Task description
Within the listing below, please show every line carrying the string "struct".

- - - -

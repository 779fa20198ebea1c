//! Single-player session engine.
//!
//! A [`Session`] is a small state machine (`Idle -> Running -> Ended -> Idle`)
//! driven entirely by its owner: a countdown `tick` once per second, a
//! `spawn` on a shorter cadence, and `swat` whenever the player hits a
//! target. The engine owns no timers and does no I/O, so every method takes
//! `&mut self` and the owner decides how calls are serialized.

use std::collections::BTreeMap;

use rand::Rng;
use serde::{Deserialize, Serialize};
use thiserror::Error;

use crate::target::{Position, Target, TargetId};

/// Default session length in seconds.
pub const DEFAULT_DURATION_SECS: u32 = 60;
/// Default cap on simultaneously live targets.
pub const DEFAULT_SPAWN_CAP: usize = 12;
/// Largest accepted `spawn_cap`: a snapshot with this many worst-case
/// targets still encodes within `MAX_MESSAGE_SIZE`.
pub const MAX_SPAWN_CAP: usize = 100;
/// Default countdown cadence.
pub const DEFAULT_TICK_INTERVAL_MS: u64 = 1000;
/// Default spawn cadence.
pub const DEFAULT_SPAWN_INTERVAL_MS: u64 = 400;

/// Phase of a play session.
#[derive(Debug, Clone, Copy, PartialEq, Eq, Serialize, Deserialize)]
pub enum SessionPhase {
    Idle,
    Running,
    Ended,
}

/// Data-driven tuning for a session.
#[derive(Debug, Clone, PartialEq, Serialize, Deserialize)]
#[serde(default)]
pub struct SessionConfig {
    /// Countdown start value in seconds.
    pub duration_secs: u32,
    /// Maximum number of live targets at any instant.
    pub spawn_cap: usize,
    /// Period of the countdown timer.
    pub tick_interval_ms: u64,
    /// Period of the spawn timer.
    pub spawn_interval_ms: u64,
    /// When set, targets older than this fly away without scoring.
    pub max_target_lifetime_ms: Option<u64>,
}

impl Default for SessionConfig {
    fn default() -> Self {
        Self {
            duration_secs: DEFAULT_DURATION_SECS,
            spawn_cap: DEFAULT_SPAWN_CAP,
            tick_interval_ms: DEFAULT_TICK_INTERVAL_MS,
            spawn_interval_ms: DEFAULT_SPAWN_INTERVAL_MS,
            max_target_lifetime_ms: None,
        }
    }
}

#[derive(Debug, Error, PartialEq, Eq)]
pub enum SessionConfigError {
    #[error("session.duration_secs must be > 0")]
    ZeroDuration,
    #[error("session.spawn_cap must be > 0")]
    ZeroSpawnCap,
    #[error("session.spawn_cap must be <= {max}, got {0}", max = MAX_SPAWN_CAP)]
    SpawnCapTooLarge(usize),
    #[error("session.{0} must be > 0")]
    ZeroInterval(&'static str),
}

impl SessionConfig {
    pub fn validate(&self) -> Result<(), SessionConfigError> {
        if self.duration_secs == 0 {
            return Err(SessionConfigError::ZeroDuration);
        }
        if self.spawn_cap == 0 {
            return Err(SessionConfigError::ZeroSpawnCap);
        }
        if self.spawn_cap > MAX_SPAWN_CAP {
            return Err(SessionConfigError::SpawnCapTooLarge(self.spawn_cap));
        }
        if self.tick_interval_ms == 0 {
            return Err(SessionConfigError::ZeroInterval("tick_interval_ms"));
        }
        if self.spawn_interval_ms == 0 {
            return Err(SessionConfigError::ZeroInterval("spawn_interval_ms"));
        }
        if self.max_target_lifetime_ms == Some(0) {
            return Err(SessionConfigError::ZeroInterval("max_target_lifetime_ms"));
        }
        Ok(())
    }
}

/// Terminal result of one run.
#[derive(Debug, Clone, Copy, PartialEq, Eq, Serialize, Deserialize)]
pub struct SessionResult {
    pub final_score: u32,
}

/// Observable state transitions.
#[derive(Debug, Clone, PartialEq, Eq, Serialize, Deserialize)]
pub enum SessionEvent {
    Started,
    Reset,
    Countdown { remaining: u32 },
    Ended(SessionResult),
}

/// Outcome of a swat.
#[derive(Debug, Clone, Copy, PartialEq, Eq, Serialize, Deserialize)]
pub enum SwatOutcome {
    /// A live target was removed and the score incremented.
    Hit { target_id: TargetId, score: u32 },
    /// Running, but nothing live was hit.
    Miss,
    /// The session is not running; the swat was ignored.
    Inactive,
}

/// What the display layer renders.
#[derive(Debug, Clone, PartialEq, Serialize, Deserialize)]
pub struct SessionSnapshot {
    pub phase: SessionPhase,
    pub score: u32,
    pub countdown: u32,
    pub targets: Vec<Target>,
}

pub struct Session {
    config: SessionConfig,
    phase: SessionPhase,
    score: u32,
    countdown: u32,
    targets: BTreeMap<TargetId, Target>,
    next_target_id: TargetId,
    elapsed_ms: u64,
    ended_emitted: bool,
}

impl Default for Session {
    fn default() -> Self {
        Self::new(SessionConfig::default())
    }
}

impl Session {
    pub fn new(config: SessionConfig) -> Self {
        let countdown = config.duration_secs;
        Self {
            config,
            phase: SessionPhase::Idle,
            score: 0,
            countdown,
            targets: BTreeMap::new(),
            next_target_id: 1,
            elapsed_ms: 0,
            ended_emitted: false,
        }
    }

    pub fn config(&self) -> &SessionConfig {
        &self.config
    }

    pub fn phase(&self) -> SessionPhase {
        self.phase
    }

    pub fn is_running(&self) -> bool {
        self.phase == SessionPhase::Running
    }

    pub fn score(&self) -> u32 {
        self.score
    }

    pub fn countdown(&self) -> u32 {
        self.countdown
    }

    pub fn live_count(&self) -> usize {
        self.targets.len()
    }

    pub fn targets(&self) -> impl Iterator<Item = &Target> {
        self.targets.values()
    }

    pub fn is_live(&self, target_id: TargetId) -> bool {
        self.targets.contains_key(&target_id)
    }

    pub fn snapshot(&self) -> SessionSnapshot {
        SessionSnapshot {
            phase: self.phase,
            score: self.score,
            countdown: self.countdown,
            targets: self.targets.values().cloned().collect(),
        }
    }

    fn reset(&mut self, phase: SessionPhase) {
        self.phase = phase;
        self.score = 0;
        self.countdown = self.config.duration_secs;
        self.targets.clear();
        self.elapsed_ms = 0;
        self.ended_emitted = false;
    }

    /// Begin a fresh run. Allowed from any phase; a run in progress is
    /// discarded without an `Ended` event.
    pub fn start(&mut self) -> Vec<SessionEvent> {
        if self.phase == SessionPhase::Running {
            tracing::debug!(score = self.score, "Restarting a running session");
        }
        self.reset(SessionPhase::Running);
        vec![SessionEvent::Started]
    }

    /// `Ended -> Idle`. No-op in any other phase.
    pub fn replay(&mut self) -> Vec<SessionEvent> {
        if self.phase != SessionPhase::Ended {
            return Vec::new();
        }
        self.reset(SessionPhase::Idle);
        vec![SessionEvent::Reset]
    }

    /// Advance the countdown by one unit.
    pub fn tick(&mut self) -> Vec<SessionEvent> {
        if self.phase != SessionPhase::Running {
            return Vec::new();
        }
        self.countdown = self.countdown.saturating_sub(1);
        let mut events = vec![SessionEvent::Countdown {
            remaining: self.countdown,
        }];
        if self.countdown == 0
            && let Some(ended) = self.finish()
        {
            events.push(ended);
        }
        events
    }

    /// Force a running session to end with its current score. Used on
    /// teardown; idempotent.
    pub fn end(&mut self) -> Vec<SessionEvent> {
        if self.phase != SessionPhase::Running {
            return Vec::new();
        }
        self.finish().into_iter().collect()
    }

    fn finish(&mut self) -> Option<SessionEvent> {
        if self.ended_emitted {
            return None;
        }
        self.phase = SessionPhase::Ended;
        self.targets.clear();
        self.ended_emitted = true;
        Some(SessionEvent::Ended(SessionResult {
            final_score: self.score,
        }))
    }

    /// Spawn one target at a random position if running and under the cap.
    pub fn spawn<R: Rng>(&mut self, rng: &mut R) -> Option<Target> {
        if self.phase != SessionPhase::Running || self.targets.len() >= self.config.spawn_cap {
            return None;
        }
        let target = Target {
            id: self.next_target_id,
            position: Position::random(rng),
            spawned_at_ms: self.elapsed_ms,
        };
        self.next_target_id += 1;
        self.targets.insert(target.id, target.clone());
        Some(target)
    }

    /// Swat a target by id. Each live id scores at most once.
    pub fn swat(&mut self, target_id: TargetId) -> SwatOutcome {
        if self.phase != SessionPhase::Running {
            return SwatOutcome::Inactive;
        }
        match self.targets.remove(&target_id) {
            Some(_) => {
                self.score += 1;
                SwatOutcome::Hit {
                    target_id,
                    score: self.score,
                }
            },
            None => SwatOutcome::Miss,
        }
    }

    /// A swat that landed on empty space. Never changes state.
    pub fn miss(&self, position: Position) -> SwatOutcome {
        if self.phase != SessionPhase::Running {
            return SwatOutcome::Inactive;
        }
        tracing::trace!(x = position.x, y = position.y, "Swat missed");
        SwatOutcome::Miss
    }

    /// Move the session clock forward to `elapsed_ms` (ms since start).
    /// The clock never runs backwards.
    pub fn sync_clock(&mut self, elapsed_ms: u64) {
        self.elapsed_ms = self.elapsed_ms.max(elapsed_ms);
    }

    pub fn elapsed_ms(&self) -> u64 {
        self.elapsed_ms
    }

    /// Drop targets that outlived `max_target_lifetime_ms`. Returns their ids.
    pub fn expire_targets(&mut self) -> Vec<TargetId> {
        let Some(max_age) = self.config.max_target_lifetime_ms else {
            return Vec::new();
        };
        if self.phase != SessionPhase::Running {
            return Vec::new();
        }
        let now = self.elapsed_ms;
        let expired: Vec<TargetId> = self
            .targets
            .values()
            .filter(|t| t.age_ms(now) >= max_age)
            .map(|t| t.id)
            .collect();
        for id in &expired {
            self.targets.remove(id);
        }
        expired
    }
}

- - - -

Answer to this problem
pub struct SessionConfig {
pub struct SessionResult {
pub struct SessionSnapshot {
pub struct Session {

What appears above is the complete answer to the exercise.